My background is in the humanities and I find Burton’s use of art and artists to illustrate his point rather shallow at times. That said, close readings and more complex biographical information would expand this slim volume into a massive tome of speculation about the nature of creativity, which was hardly the project anyway.
Over all verdict – well worth a read, especially if you work in health care, suffer from a personality disorder or mental problems, or have mental illness in your family.
A story about "Celine Dion's Let's Talk About Love: A Journey to the End of Taste (33 1/3)" — 4 years ago
This is one of the best books I have ever read: intelligent, well-researched, thoughtful, thought-provoking, humble, moving, respectful and brilliant.
It is easily the most lucid discussion on the topic of elite vs. broadly popular culture I’ve come across, and widely applicable even though Wilson is obviously writing primarily about music.
“Let’s Talk About Love” is indispensable to everyone who works in pop culture criticism directly or indirectly.
Why I recommend "Hamlet" — 5 years ago
This is a hugely intelligent adaptation. The cuts in length are achieved mostly by cutting subplot, and by telling stuff in pictures when it’s possible – the opposite of the Branagh version (charming though that is in its own way), that extrapolates extensions to scenes and typically illustrates text rather than using the language of film to contract it or comment upon it.

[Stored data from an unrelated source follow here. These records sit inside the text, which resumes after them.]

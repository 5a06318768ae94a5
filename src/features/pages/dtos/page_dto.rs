use chrono::{DateTime, Utc};
use serde::{Deserialize, Serialize};
use utoipa::{IntoParams, ToSchema};
use validator::{Validate, ValidationError};

use crate::features::pages::models::{Page, PageContent, PageStatus};
use crate::shared::types::SortDirection;
use crate::shared::validation::{validate_url_or_empty, SLUG_REGEX};

pub fn validate_page_content(content: &PageContent) -> Result<(), ValidationError> {
    content.check().map_err(|reason| {
        let mut err = ValidationError::new("content");
        err.message = Some(reason.into());
        err
    })
}

#[derive(Debug, Clone, Serialize, Deserialize, Validate, ToSchema)]
#[serde(rename_all = "camelCase")]
pub struct CreatePageDto {
    #[validate(length(min = 1, max = 255, message = "Title is required"))]
    pub title: String,

    #[validate(
        length(min = 1, max = 255, message = "Slug is required"),
        regex(path = *SLUG_REGEX, message = "Slug must contain only lowercase letters, numbers, and hyphens")
    )]
    pub slug: String,

    /// Element tree; when omitted and `templateId` is set the template body is copied
    #[validate(custom(function = "validate_page_content"))]
    #[schema(value_type = Option<Object>)]
    pub content: Option<PageContent>,

    pub status: Option<PageStatus>,

    #[validate(length(max = 255))]
    pub meta_title: Option<String>,

    pub meta_description: Option<String>,

    #[validate(
        length(max = 500),
        custom(function = "validate_url_or_empty")
    )]
    pub canonical_url: Option<String>,

    #[validate(length(max = 255))]
    pub og_title: Option<String>,

    pub og_description: Option<String>,

    #[validate(
        length(max = 500),
        custom(function = "validate_url_or_empty")
    )]
    pub og_image: Option<String>,

    pub parent_id: Option<i64>,

    pub sort_order: Option<i32>,

    pub template_id: Option<i64>,
}

/// Partial page update; absent fields keep their stored value
#[derive(Debug, Clone, Default, Serialize, Deserialize, Validate, ToSchema)]
#[serde(rename_all = "camelCase")]
pub struct UpdatePageDto {
    #[validate(length(min = 1, max = 255, message = "Title is required"))]
    pub title: Option<String>,

    #[validate(
        length(min = 1, max = 255, message = "Slug is required"),
        regex(path = *SLUG_REGEX, message = "Slug must contain only lowercase letters, numbers, and hyphens")
    )]
    pub slug: Option<String>,

    #[validate(custom(function = "validate_page_content"))]
    #[schema(value_type = Option<Object>)]
    pub content: Option<PageContent>,

    pub status: Option<PageStatus>,

    #[validate(length(max = 255))]
    pub meta_title: Option<String>,

    pub meta_description: Option<String>,

    #[validate(
        length(max = 500),
        custom(function = "validate_url_or_empty")
    )]
    pub canonical_url: Option<String>,

    #[validate(length(max = 255))]
    pub og_title: Option<String>,

    pub og_description: Option<String>,

    #[validate(
        length(max = 500),
        custom(function = "validate_url_or_empty")
    )]
    pub og_image: Option<String>,

    pub parent_id: Option<i64>,

    pub sort_order: Option<i32>,
}

#[derive(Debug, Clone, Serialize, Deserialize, ToSchema)]
#[serde(rename_all = "camelCase")]
pub struct UpdatePageStatusDto {
    pub status: PageStatus,
}

/// Columns the page list can be ordered by
#[derive(Debug, Clone, Copy, Default, PartialEq, Eq, Serialize, Deserialize, ToSchema)]
#[serde(rename_all = "camelCase")]
pub enum PageSortField {
    Title,
    Slug,
    Status,
    CreatedAt,
    #[default]
    UpdatedAt,
    PublishedAt,
    ViewCount,
    SortOrder,
}

impl PageSortField {
    pub fn column(&self) -> &'static str {
        match self {
            PageSortField::Title => "title",
            PageSortField::Slug => "slug",
            PageSortField::Status => "status",
            PageSortField::CreatedAt => "created_at",
            PageSortField::UpdatedAt => "updated_at",
            PageSortField::PublishedAt => "published_at",
            PageSortField::ViewCount => "view_count",
            PageSortField::SortOrder => "sort_order",
        }
    }
}

#[derive(Debug, Clone, Default, Serialize, Deserialize, IntoParams)]
#[serde(rename_all = "camelCase")]
#[into_params(parameter_in = Query)]
pub struct PageQueryParams {
    /// Case-insensitive match on title, slug or meta title
    pub search: Option<String>,
    pub status: Option<PageStatus>,
    pub sort_by: Option<PageSortField>,
    pub sort: Option<SortDirection>,
}

#[derive(Debug, Clone, Serialize, Deserialize, ToSchema)]
#[serde(rename_all = "camelCase")]
pub struct PageResponseDto {
    pub id: i64,
    pub title: String,
    pub slug: String,
    #[schema(value_type = Option<Object>)]
    pub content: Option<PageContent>,
    pub status: PageStatus,
    pub meta_title: Option<String>,
    pub meta_description: Option<String>,
    pub canonical_url: Option<String>,
    pub og_title: Option<String>,
    pub og_description: Option<String>,
    pub og_image: Option<String>,
    pub author_id: Option<String>,
    pub parent_id: Option<i64>,
    pub sort_order: i32,
    pub view_count: i64,
    pub published_at: Option<DateTime<Utc>>,
    pub created_at: DateTime<Utc>,
    pub updated_at: DateTime<Utc>,
}

impl From<Page> for PageResponseDto {
    fn from(p: Page) -> Self {
        Self {
            id: p.id,
            title: p.title,
            slug: p.slug,
            content: p.content.map(|c| c.0),
            status: p.status,
            meta_title: p.meta_title,
            meta_description: p.meta_description,
            canonical_url: p.canonical_url,
            og_title: p.og_title,
            og_description: p.og_description,
            og_image: p.og_image,
            author_id: p.author_id,
            parent_id: p.parent_id,
            sort_order: p.sort_order,
            view_count: p.view_count,
            published_at: p.published_at,
            created_at: p.created_at,
            updated_at: p.updated_at,
        }
    }
}

#[cfg(test)]
mod tests {
    use super::*;
    use serde_json::json;

    fn about_us() -> CreatePageDto {
        serde_json::from_value(json!({
            "title": "About Us",
            "slug": "about-us",
            "status": "draft"
        }))
        .unwrap()
    }

    #[test]
    fn accepts_minimal_page() {
        let dto = about_us();
        assert!(dto.validate().is_ok());
        assert_eq!(dto.status, Some(PageStatus::Draft));
        assert!(dto.content.is_none());
    }

    #[test]
    fn empty_title_is_required() {
        let mut dto = about_us();
        dto.title = String::new();
        let errors = dto.validate().unwrap_err();
        let messages = crate::core::error::validation_messages(&errors);
        assert_eq!(messages, vec!["Title is required".to_string()]);
    }

    #[test]
    fn slug_pattern_enforced() {
        for slug in ["About-Us", "about us", "about_us", ""] {
            let mut dto = about_us();
            dto.slug = slug.to_string();
            assert!(dto.validate().is_err(), "{slug:?} should be rejected");
        }
    }

    #[test]
    fn url_fields_accept_empty_or_url() {
        let mut dto = about_us();
        dto.canonical_url = Some(String::new());
        dto.og_image = Some("https://ienet.online/og/about.png".into());
        assert!(dto.validate().is_ok());

        dto.og_image = Some("about.png".into());
        let errors = dto.validate().unwrap_err();
        assert!(errors.field_errors().contains_key("og_image"));
    }

    #[test]
    fn malformed_content_fails_validation() {
        let dto: CreatePageDto = serde_json::from_value(json!({
            "title": "Broken",
            "slug": "broken",
            "content": { "elements": [
                { "id": "a", "type": "text", "text": "one" },
                { "id": "a", "type": "text", "text": "two" }
            ]}
        }))
        .unwrap();
        let errors = dto.validate().unwrap_err();
        assert!(errors.field_errors().contains_key("content"));
    }

    #[test]
    fn query_params_parse_camel_case() {
        let params: PageQueryParams = serde_json::from_value(json!({
            "search": "about",
            "status": "published",
            "sortBy": "viewCount",
            "sort": "asc"
        }))
        .unwrap();
        assert_eq!(params.status, Some(PageStatus::Published));
        assert_eq!(params.sort_by.unwrap().column(), "view_count");
        assert_eq!(params.sort, Some(SortDirection::Asc));
    }
}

Almereyda has successfully translated a lot of the diegetic textual stuff to pictures too. Hamlet isn’t reading books, he’s editing a video diary that also functions as a natural environment for soliloquy (although mind-numbing spaces outside time, like a Blockbuster Video and a trans-Atlantic flight, also serve the same purpose). And the play-within-the-play is, of course, a film-within-a-film.
A few very gentle modernizations in the language work very well – I notices “reck his rede” becomes “reck his creed” (the DVD subtitles have “wreck his creed”, but I read that as meaning the opposite so that’s probably a mistake). Difficult vocabulary has mostly been avoided by cutting lines that would be incomprehensible to the modern audience. Those lines quite often refer to details of Elizabethan life or the Danish court that would not be suitable for the Manhattan setting anyway.
Julia Stiles, whom I typically have liked more than the performances have merited, is finally given material that works for her. Hawke, whom I often find annoyingly mawkish, is very very good, and Liev Schreiber is absolutely stellar as Laertes. The use of Bill Murray as Polonius in 2000 is noteworthy, he must have been cast just after Rushmore came out – does very well as a hapless father, with BRILLIANT little physical details as when he crams a wad of bills into the pocket of his son’s jacket.
A story about "Billy Elliot: The Musical" — 5 years ago
I’ve seen it twice now… Allconsuming doesn’t support the level of my enthusiasm technically!
Why I recommend "Skinny Bitch" — 6 years ago
I actually bought this kind of ironically, to get to gloat over the obviously bad advice and shitty values the title and cover seems to promise. To my great surprise, those things are a clever ruse – there sneakily to smuggle out the best absolute beginner’s book in a vegan yoga lifestyle I’ve come across.